Le pauvre laquais qui portait ce joli nom de Mitraille, et qui jouera dans notre drame un recommandable rôle, n’eut pas même le temps de se retourner pour exécuter l’ordre de son maître.

« Bonjour, César-Monsieur, » dit la voix mâle au seuil de la porte.

Et un homme de haute taille bien campé sur des jambes solides, fit son entrée d’un air calme, mais plein d’autorité. Il était plus jeune que le duc de Vendôme, son frère, et ressemblait comme lui au feu roi. Comme lui aussi, il paraissait plus que son âge.

« César-Monsieur » était le titre officiel que l’aîné des fils de Gabrielle d’Estrées avait reçu au jour de sa naissance.

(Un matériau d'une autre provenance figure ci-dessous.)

use crate::components::{Stat, Stats};
use crate::timer::{GameClock, IntervalTimer};

/// A combat ability: stat costs, stat effects, and a cooldown. The cooldown
/// starts stale so a fresh skill is usable immediately.
#[derive(Clone, Debug)]
pub struct Skill {
    costs: Vec<(Stat, f32)>,
    effects: Vec<(Stat, f32)>,
    cooldown: IntervalTimer,
}

impl Skill {
    pub fn new(costs: Vec<(Stat, f32)>, effects: Vec<(Stat, f32)>, cooldown_ms: f64) -> Self {
        Self {
            costs,
            effects,
            cooldown: IntervalTimer::stale(cooldown_ms),
        }
    }

    pub fn can_use(&self, stats: &Stats, clock: &GameClock) -> bool {
        let affordable = self
            .costs
            .iter()
            .all(|(stat, cost)| stats.can_afford(*stat, *cost));
        affordable && self.cooldown.has_reached_interval(clock)
    }

    /// Deduct costs, apply effects, and reset the cooldown — all or nothing.
    /// Returns false without touching anything when `can_use` fails.
    pub fn apply(&mut self, stats: &mut Stats, clock: &GameClock) -> bool {
        if !self.can_use(stats, clock) {
            return false;
        }
        for (stat, cost) in &self.costs {
            stats.modify(*stat, -cost);
        }
        for (stat, delta) in &self.effects {
            stats.modify(*stat, *delta);
        }
        self.cooldown.reset_to_now(clock);
        true
    }

    /// Effect delta for one stat, or zero if the skill does not touch it.
    pub fn effect(&self, stat: Stat) -> f32 {
        self.effects
            .iter()
            .find(|(s, _)| *s == stat)
            .map_or(0.0, |(_, delta)| *delta)
    }

    pub fn cooldown(&self) -> &IntervalTimer {
        &self.cooldown
    }
}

Alexandre de Bourbon-Vendôme, grand prieur de France, portait le costume de l’ordre de Malte et sa grande épée, bouclée haut, tombait droit le long de sa dalmatique. Il tendit la main à son frère qui lui rendit un sourire presque soumis en balbutiant à son insu :

« Vîtes-vous jamais colique si obstinée que la mienne, Alexandre ?

— Jamais, répondit le grand prieur. Faites-nous, je vous prie, servir à déjeuner. J’arrive à cheval du prieuré neuf, là-bas, de l’autre côté de la porte du Temple, et l’air du matin m’a donné bel appétit.

— Que je voudrais être comme vous, monsieur mon frère ! soupira César. Le magnanime estomac que vous avez !

— Vertujeu ! monsieur, menez comme moi sage vie, repartit le prieur avec une pointe d’ironie fort décemment émoussée, et vous vous en trouverez bien, soyez assuré de cela. »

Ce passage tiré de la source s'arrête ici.